● **TASK ITEM**: Please retype, unchanged, each line from the top of the material below through the line where "fn test_config(process_count: usize)" appears.

╔══

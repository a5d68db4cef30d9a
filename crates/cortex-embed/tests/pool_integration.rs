//! Pool behavior under healthy, failing, crashing and hanging workers.

use std::collections::VecDeque;
use std::sync::atomic::{AtomicU32, Ordering};
use std::sync::Arc;

use async_trait::async_trait;

use cortex_embed::embedder::HashEmbedder;
use cortex_embed::error::{EmbedError, Result};
use cortex_embed::pool::{
    EmbeddingPool, InProcessSpawner, PoolConfig, WorkerConnection, WorkerSpawner,
};
use cortex_embed::protocol::{EmbedStats, ParentMessage, WorkerMessage};
use cortex_embed::text;
use cortex_embed::{batching::BatchConfig, cache::CacheConfig};

const DIM: usize = 16;

fn test_config(process_count: usize) -> PoolConfig {
    PoolConfig {
        process_count,
        dimension: DIM,
        batch_timeout_ms: 5_000,
        warning_fraction: 0.7,
        init_timeout_ms: 5_000,
        shared_threshold: 50,
        cache: CacheConfig::default(),
        batching: BatchConfig {
            initial: 4,
            min: 1,
            max: 16,
            step: 2,
            failure_recovery_size: 2,
            ..Default::default()
        },
    }
}

fn texts(n: usize) -> Vec<String> {
    (0..n).map(|i| format!("symbol_{} function body_{}", i, i)).collect()
}

// ============================================================================
// Scripted worker: failure injection without processes
// ============================================================================

/// Shared fault counters, decremented as faults are consumed.
#[derive(Default)]
struct Faults {
    fail_batches: AtomicU32,
    crash_batches: AtomicU32,
    hang_batches: AtomicU32,
    bad_dimension_batches: AtomicU32,
}

struct ScriptedSpawner {
    faults: Arc<Faults>,
}

impl ScriptedSpawner {
    fn new(faults: Faults) -> Self {
        Self {
            faults: Arc::new(faults),
        }
    }
}

impl WorkerSpawner for ScriptedSpawner {
    fn spawn(&self, _worker_id: usize) -> Result<Box<dyn WorkerConnection>> {
        Ok(Box::new(ScriptedConnection {
            faults: self.faults.clone(),
            embedder: HashEmbedder::new(DIM),
            queue: VecDeque::new(),
            crashed: false,
            hanging: false,
        }))
    }
}

struct ScriptedConnection {
    faults: Arc<Faults>,
    embedder: HashEmbedder,
    queue: VecDeque<WorkerMessage>,
    crashed: bool,
    hanging: bool,
}

fn take(counter: &AtomicU32) -> bool {
    counter
        .fetch_update(Ordering::SeqCst, Ordering::SeqCst, |v| v.checked_sub(1))
        .is_ok()
}

#[async_trait]
impl WorkerConnection for ScriptedConnection {
    async fn send(&mut self, message: &ParentMessage) -> Result<()> {
        match message {
            ParentMessage::Init { .. } => {
                self.queue.push_back(WorkerMessage::InitComplete {
                    success: true,
                    error: None,
                });
            }
            ParentMessage::EmbedBatch { batch_id, data } => {
                let stats = EmbedStats {
                    duration_ms: 1,
                    texts: data.texts.len(),
                };
                if take(&self.faults.crash_batches) {
                    self.crashed = true;
                } else if take(&self.faults.hang_batches) {
                    self.hanging = true;
                } else if take(&self.faults.fail_batches) {
                    self.queue.push_back(WorkerMessage::EmbedComplete {
                        batch_id: *batch_id,
                        success: false,
                        embeddings: None,
                        partial: None,
                        stats,
                    });
                } else if take(&self.faults.bad_dimension_batches) {
                    self.queue.push_back(WorkerMessage::EmbedComplete {
                        batch_id: *batch_id,
                        success: true,
                        embeddings: Some(vec![vec![1.0; DIM + 3]; data.texts.len()]),
                        partial: None,
                        stats,
                    });
                } else {
                    let embeddings = data.texts.iter().map(|t| self.embedder.embed_one(t)).collect();
                    self.queue.push_back(WorkerMessage::EmbedComplete {
                        batch_id: *batch_id,
                        success: true,
                        embeddings: Some(embeddings),
                        partial: None,
                        stats,
                    });
                }
            }
            ParentMessage::EmbedBatchShared { batch_id, data } => {
                let embeddings: Vec<Vec<f32>> =
                    data.texts.iter().map(|t| self.embedder.embed_one(t)).collect();
                cortex_embed::shared::write_embeddings(&data.shared_buffer_key, &embeddings)?;
                self.queue.push_back(WorkerMessage::SharedMemory {
                    batch_id: *batch_id,
                    success: true,
                    buffer_key: data.shared_buffer_key.clone(),
                    result_count: embeddings.len(),
                    embed_dimension: DIM,
                    stats: EmbedStats {
                        duration_ms: 1,
                        texts: data.texts.len(),
                    },
                    error: None,
                });
            }
            ParentMessage::QueryMemory { request_id } => {
                self.queue.push_back(WorkerMessage::MemoryResponse {
                    request_id: *request_id,
                    success: true,
                    memory_usage: 0,
                });
            }
            ParentMessage::Shutdown => {}
        }
        Ok(())
    }

    async fn recv(&mut self) -> Result<Option<WorkerMessage>> {
        if self.crashed {
            return Ok(None);
        }
        if self.hanging {
            std::future::pending::<()>().await;
        }
        match self.queue.pop_front() {
            Some(message) => Ok(Some(message)),
            None => Ok(None),
        }
    }

    async fn terminate(&mut self) {}
}

// ============================================================================
// Healthy pool
// ============================================================================

#[tokio::test]
async fn test_embed_matches_backend() {
    let pool = EmbeddingPool::spawn(
        InProcessSpawner::new(|| HashEmbedder::new(DIM)),
        test_config(2),
    )
    .await
    .unwrap();

    let inputs = texts(3);
    let out = pool.embed_texts(inputs.clone()).await.unwrap();

    let reference = HashEmbedder::new(DIM);
    for (text, embedding) in inputs.iter().zip(out.iter()) {
        assert_eq!(embedding, &reference.embed_one(text));
    }
    pool.shutdown().await;
}

#[tokio::test]
async fn test_second_pass_fully_cached() {
    let pool = EmbeddingPool::spawn(
        InProcessSpawner::new(|| HashEmbedder::new(DIM)),
        test_config(1),
    )
    .await
    .unwrap();

    let inputs = texts(6);
    let first = pool.embed_texts(inputs.clone()).await.unwrap();
    let dispatched_after_first = pool.stats().batches_dispatched;

    let second = pool.embed_texts(inputs).await.unwrap();
    let stats = pool.stats();

    assert_eq!(first, second);
    assert_eq!(
        stats.batches_dispatched, dispatched_after_first,
        "second pass must not reach a worker"
    );
    assert!(stats.cache.hits >= 6);
    pool.shutdown().await;
}

#[tokio::test]
async fn test_ordering_preserved_across_batches() {
    // Batch size 4 over 13 texts: four batches, two workers racing.
    let pool = EmbeddingPool::spawn(
        InProcessSpawner::new(|| HashEmbedder::new(DIM)),
        test_config(2),
    )
    .await
    .unwrap();

    let inputs = texts(13);
    let out = pool.embed_texts(inputs.clone()).await.unwrap();
    assert_eq!(out.len(), 13);

    let reference = HashEmbedder::new(DIM);
    for (i, text) in inputs.iter().enumerate() {
        assert_eq!(out[i], reference.embed_one(text), "row {} out of order", i);
    }
    pool.shutdown().await;
}

#[tokio::test]
async fn test_cached_results_spliced_between_uncached() {
    let pool = EmbeddingPool::spawn(
        InProcessSpawner::new(|| HashEmbedder::new(DIM)),
        test_config(1),
    )
    .await
    .unwrap();

    // Warm the cache for every even row.
    let all = texts(8);
    let even: Vec<String> = all.iter().step_by(2).cloned().collect();
    pool.embed_texts(even).await.unwrap();

    let out = pool.embed_texts(all.clone()).await.unwrap();
    let reference = HashEmbedder::new(DIM);
    for (i, text) in all.iter().enumerate() {
        assert_eq!(out[i], reference.embed_one(text));
    }
    pool.shutdown().await;
}

#[tokio::test]
async fn test_shared_buffer_transport() {
    let mut config = test_config(1);
    config.shared_threshold = 2;
    config.batching.initial = 8;

    let pool = EmbeddingPool::spawn(ScriptedSpawner::new(Faults::default()), config)
        .await
        .unwrap();

    let inputs = texts(6);
    let out = pool.embed_texts(inputs.clone()).await.unwrap();

    let reference = HashEmbedder::new(DIM);
    for (text, embedding) in inputs.iter().zip(out.iter()) {
        assert_eq!(embedding, &reference.embed_one(text));
    }
    assert!(pool.stats().shared_batches >= 1);
    pool.shutdown().await;
}

#[tokio::test]
async fn test_embed_chunks_uses_embedding_text() {
    let pool = EmbeddingPool::spawn(
        InProcessSpawner::new(|| HashEmbedder::new(DIM)),
        test_config(1),
    )
    .await
    .unwrap();

    let chunks = cortex_core::Chunker::new().chunk_file(
        "a.ts",
        "export function gamma() {\n  return 3;\n}",
        &cortex_core::ChunkContext::default(),
    );
    let out = pool.embed_chunks(&chunks).await.unwrap();

    let reference = HashEmbedder::new(DIM);
    assert_eq!(out[0], reference.embed_one(&text::embedding_text(&chunks[0])));
    pool.shutdown().await;
}

// ============================================================================
// Failure paths
// ============================================================================

#[tokio::test]
async fn test_two_failures_trigger_recovery() {
    let pool = EmbeddingPool::spawn(
        ScriptedSpawner::new(Faults {
            fail_batches: AtomicU32::new(2),
            ..Default::default()
        }),
        test_config(1),
    )
    .await
    .unwrap();

    let inputs = texts(4); // one batch at initial size 4
    let out = pool.embed_texts(inputs.clone()).await.unwrap();

    // Recovery sub-batches succeed, so coverage is real embeddings.
    let reference = HashEmbedder::new(DIM);
    for (text, embedding) in inputs.iter().zip(out.iter()) {
        assert_eq!(embedding, &reference.embed_one(text));
    }
    assert!(pool.stats().batches_failed >= 2);
    pool.shutdown().await;
}

#[tokio::test]
async fn test_worker_crash_restarts_and_retries() {
    let pool = EmbeddingPool::spawn(
        ScriptedSpawner::new(Faults {
            crash_batches: AtomicU32::new(1),
            ..Default::default()
        }),
        test_config(1),
    )
    .await
    .unwrap();

    let inputs = texts(4);
    let out = pool.embed_texts(inputs.clone()).await.unwrap();

    let reference = HashEmbedder::new(DIM);
    for (text, embedding) in inputs.iter().zip(out.iter()) {
        assert_eq!(embedding, &reference.embed_one(text));
    }
    assert!(pool.stats().worker_restarts >= 1);
    pool.shutdown().await;
}

#[tokio::test]
async fn test_unrecoverable_batch_yields_placeholders() {
    let pool = EmbeddingPool::spawn(
        ScriptedSpawner::new(Faults {
            fail_batches: AtomicU32::new(u32::MAX),
            ..Default::default()
        }),
        test_config(1),
    )
    .await
    .unwrap();

    let inputs = texts(4);
    let out = pool.embed_texts(inputs).await.unwrap();

    // Coverage is 100%: every row present, zero-vector placeholders allowed.
    assert_eq!(out.len(), 4);
    for row in &out {
        assert_eq!(row.len(), DIM);
        assert!(row.iter().all(|x| *x == 0.0));
    }
    assert!(pool.stats().placeholder_embeddings >= 4);
    pool.shutdown().await;
}

#[tokio::test]
async fn test_hard_timeout_recovers() {
    let mut config = test_config(1);
    config.batch_timeout_ms = 200;

    let pool = EmbeddingPool::spawn(
        ScriptedSpawner::new(Faults {
            hang_batches: AtomicU32::new(1),
            ..Default::default()
        }),
        config,
    )
    .await
    .unwrap();

    let inputs = texts(3);
    let out = pool.embed_texts(inputs.clone()).await.unwrap();

    let reference = HashEmbedder::new(DIM);
    for (text, embedding) in inputs.iter().zip(out.iter()) {
        assert_eq!(embedding, &reference.embed_one(text));
    }
    assert!(pool.stats().worker_restarts >= 1);
    pool.shutdown().await;
}

#[tokio::test]
async fn test_invalid_dimension_recovers() {
    let pool = EmbeddingPool::spawn(
        ScriptedSpawner::new(Faults {
            bad_dimension_batches: AtomicU32::new(1),
            ..Default::default()
        }),
        test_config(1),
    )
    .await
    .unwrap();

    let inputs = texts(4);
    let out = pool.embed_texts(inputs.clone()).await.unwrap();

    let reference = HashEmbedder::new(DIM);
    for (text, embedding) in inputs.iter().zip(out.iter()) {
        assert_eq!(embedding, &reference.embed_one(text));
    }
    pool.shutdown().await;
}

#[tokio::test]
async fn test_spawn_fails_without_workers() {
    struct NeverSpawner;
    impl WorkerSpawner for NeverSpawner {
        fn spawn(&self, worker_id: usize) -> Result<Box<dyn WorkerConnection>> {
            Err(EmbedError::InitFailed {
                worker_id,
                reason: "nope".into(),
            })
        }
    }

    let result = EmbeddingPool::spawn(NeverSpawner, test_config(2)).await;
    assert!(matches!(result, Err(EmbedError::NoWorkersAvailable)));
}

#[tokio::test]
async fn test_shutdown_rejects_new_work() {
    let pool = EmbeddingPool::spawn(
        InProcessSpawner::new(|| HashEmbedder::new(DIM)),
        test_config(1),
    )
    .await
    .unwrap();
    pool.shutdown().await;

    let result = pool.embed_texts(texts(1)).await;
    assert!(matches!(result, Err(EmbedError::ShutDown)));
}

╚══

● **RESULT**:
repository a5d68db4cef30d9a
filename crates/cortex-embed/tests/pool_integration.rs
//! Pool behavior under healthy, failing, crashing and hanging workers.

use std::collections::VecDeque;
use std::sync::atomic::{AtomicU32, Ordering};
use std::sync::Arc;

use async_trait::async_trait;

use cortex_embed::embedder::HashEmbedder;
use cortex_embed::error::{EmbedError, Result};
use cortex_embed::pool::{
    EmbeddingPool, InProcessSpawner, PoolConfig, WorkerConnection, WorkerSpawner,
};
use cortex_embed::protocol::{EmbedStats, ParentMessage, WorkerMessage};
use cortex_embed::text;
use cortex_embed::{batching::BatchConfig, cache::CacheConfig};

const DIM: usize = 16;

fn test_config(process_count: usize) -> PoolConfig {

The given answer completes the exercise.